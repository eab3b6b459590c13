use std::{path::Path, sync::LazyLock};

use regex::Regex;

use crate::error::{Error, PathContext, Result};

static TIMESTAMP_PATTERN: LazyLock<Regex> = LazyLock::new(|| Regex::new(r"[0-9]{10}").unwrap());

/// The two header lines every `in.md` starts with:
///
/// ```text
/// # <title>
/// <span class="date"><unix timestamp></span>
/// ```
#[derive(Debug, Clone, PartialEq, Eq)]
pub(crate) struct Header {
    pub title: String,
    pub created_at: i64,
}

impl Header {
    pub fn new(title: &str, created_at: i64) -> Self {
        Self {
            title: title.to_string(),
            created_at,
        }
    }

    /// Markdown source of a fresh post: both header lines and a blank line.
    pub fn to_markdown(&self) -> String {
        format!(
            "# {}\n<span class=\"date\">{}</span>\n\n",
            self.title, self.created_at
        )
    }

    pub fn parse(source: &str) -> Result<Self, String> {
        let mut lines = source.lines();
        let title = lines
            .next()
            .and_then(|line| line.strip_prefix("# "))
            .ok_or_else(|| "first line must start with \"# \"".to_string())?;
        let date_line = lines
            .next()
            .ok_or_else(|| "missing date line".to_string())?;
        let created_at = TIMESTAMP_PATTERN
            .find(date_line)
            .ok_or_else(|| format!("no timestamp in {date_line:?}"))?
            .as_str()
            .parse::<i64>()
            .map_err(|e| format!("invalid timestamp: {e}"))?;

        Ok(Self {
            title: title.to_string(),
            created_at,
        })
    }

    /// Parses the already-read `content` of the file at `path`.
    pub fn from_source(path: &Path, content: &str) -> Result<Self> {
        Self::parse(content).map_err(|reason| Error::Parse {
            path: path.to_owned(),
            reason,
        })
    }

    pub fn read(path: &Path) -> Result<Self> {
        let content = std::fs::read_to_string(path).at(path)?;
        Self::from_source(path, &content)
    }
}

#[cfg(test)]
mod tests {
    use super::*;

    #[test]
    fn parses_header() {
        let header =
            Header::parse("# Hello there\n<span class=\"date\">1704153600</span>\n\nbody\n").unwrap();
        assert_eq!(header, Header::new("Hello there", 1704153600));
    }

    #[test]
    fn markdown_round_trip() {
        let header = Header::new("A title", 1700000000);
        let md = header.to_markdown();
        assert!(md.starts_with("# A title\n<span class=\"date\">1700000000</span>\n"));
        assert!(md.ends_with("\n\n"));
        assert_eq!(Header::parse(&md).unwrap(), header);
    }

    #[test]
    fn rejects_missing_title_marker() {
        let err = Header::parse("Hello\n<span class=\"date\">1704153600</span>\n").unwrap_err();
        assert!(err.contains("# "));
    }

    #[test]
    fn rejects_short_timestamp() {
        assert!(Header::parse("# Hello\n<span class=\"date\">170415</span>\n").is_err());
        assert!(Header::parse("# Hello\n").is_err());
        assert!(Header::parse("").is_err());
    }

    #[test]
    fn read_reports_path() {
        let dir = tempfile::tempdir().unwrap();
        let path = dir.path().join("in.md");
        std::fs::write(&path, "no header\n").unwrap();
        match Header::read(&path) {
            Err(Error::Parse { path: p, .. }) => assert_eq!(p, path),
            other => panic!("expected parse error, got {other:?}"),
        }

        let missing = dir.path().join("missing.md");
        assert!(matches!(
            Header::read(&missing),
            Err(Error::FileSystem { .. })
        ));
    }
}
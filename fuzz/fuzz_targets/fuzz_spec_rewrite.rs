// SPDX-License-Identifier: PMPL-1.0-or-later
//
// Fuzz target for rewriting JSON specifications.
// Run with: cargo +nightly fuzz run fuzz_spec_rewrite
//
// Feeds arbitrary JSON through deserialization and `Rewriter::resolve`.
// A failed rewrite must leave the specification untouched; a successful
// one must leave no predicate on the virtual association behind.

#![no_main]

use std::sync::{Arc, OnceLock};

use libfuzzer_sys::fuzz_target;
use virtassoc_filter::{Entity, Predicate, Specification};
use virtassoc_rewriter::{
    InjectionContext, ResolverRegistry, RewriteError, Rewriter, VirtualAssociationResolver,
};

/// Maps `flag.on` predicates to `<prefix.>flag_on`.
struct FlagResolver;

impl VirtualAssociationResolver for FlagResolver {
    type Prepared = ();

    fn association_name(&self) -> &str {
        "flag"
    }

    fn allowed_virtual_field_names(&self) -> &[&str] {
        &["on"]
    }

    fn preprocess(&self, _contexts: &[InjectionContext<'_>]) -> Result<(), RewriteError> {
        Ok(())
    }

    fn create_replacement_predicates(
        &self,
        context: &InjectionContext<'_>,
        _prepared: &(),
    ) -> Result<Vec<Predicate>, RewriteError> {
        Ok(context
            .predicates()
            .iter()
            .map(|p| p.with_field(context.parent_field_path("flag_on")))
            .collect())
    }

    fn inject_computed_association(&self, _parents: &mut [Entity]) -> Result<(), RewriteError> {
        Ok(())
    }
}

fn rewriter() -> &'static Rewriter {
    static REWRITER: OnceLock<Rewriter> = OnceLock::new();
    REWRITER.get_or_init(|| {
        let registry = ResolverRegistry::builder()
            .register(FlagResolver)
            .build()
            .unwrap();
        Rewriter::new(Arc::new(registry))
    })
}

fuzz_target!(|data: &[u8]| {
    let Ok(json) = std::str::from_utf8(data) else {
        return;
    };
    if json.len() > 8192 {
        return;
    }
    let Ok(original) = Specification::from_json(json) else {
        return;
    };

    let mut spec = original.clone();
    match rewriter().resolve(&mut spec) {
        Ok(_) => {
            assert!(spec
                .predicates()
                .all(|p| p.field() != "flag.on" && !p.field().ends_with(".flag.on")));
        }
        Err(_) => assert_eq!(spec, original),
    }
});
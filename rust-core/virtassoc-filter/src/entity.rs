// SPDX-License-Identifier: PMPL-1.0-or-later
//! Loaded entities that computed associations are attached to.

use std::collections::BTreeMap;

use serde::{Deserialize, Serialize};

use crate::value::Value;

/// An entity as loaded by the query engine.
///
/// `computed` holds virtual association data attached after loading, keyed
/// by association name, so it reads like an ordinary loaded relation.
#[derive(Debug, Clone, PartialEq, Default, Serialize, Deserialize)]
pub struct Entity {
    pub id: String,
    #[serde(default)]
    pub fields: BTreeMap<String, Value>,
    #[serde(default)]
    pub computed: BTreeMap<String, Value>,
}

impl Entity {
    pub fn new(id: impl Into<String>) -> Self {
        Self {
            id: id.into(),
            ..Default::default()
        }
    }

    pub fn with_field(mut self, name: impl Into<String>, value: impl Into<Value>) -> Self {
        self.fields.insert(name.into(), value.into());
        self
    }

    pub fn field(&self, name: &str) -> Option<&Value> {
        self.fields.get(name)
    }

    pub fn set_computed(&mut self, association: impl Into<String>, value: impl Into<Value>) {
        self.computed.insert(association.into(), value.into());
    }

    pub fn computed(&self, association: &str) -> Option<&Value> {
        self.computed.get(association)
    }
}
━━━━
**Your instructions**
Every line of the listing that includes "data" must be shown.

**Task solution**
fuzz_target!(|data: &[u8]| {
    let Ok(json) = std::str::from_utf8(data) else {
/// `computed` holds virtual association data attached after loading, keyed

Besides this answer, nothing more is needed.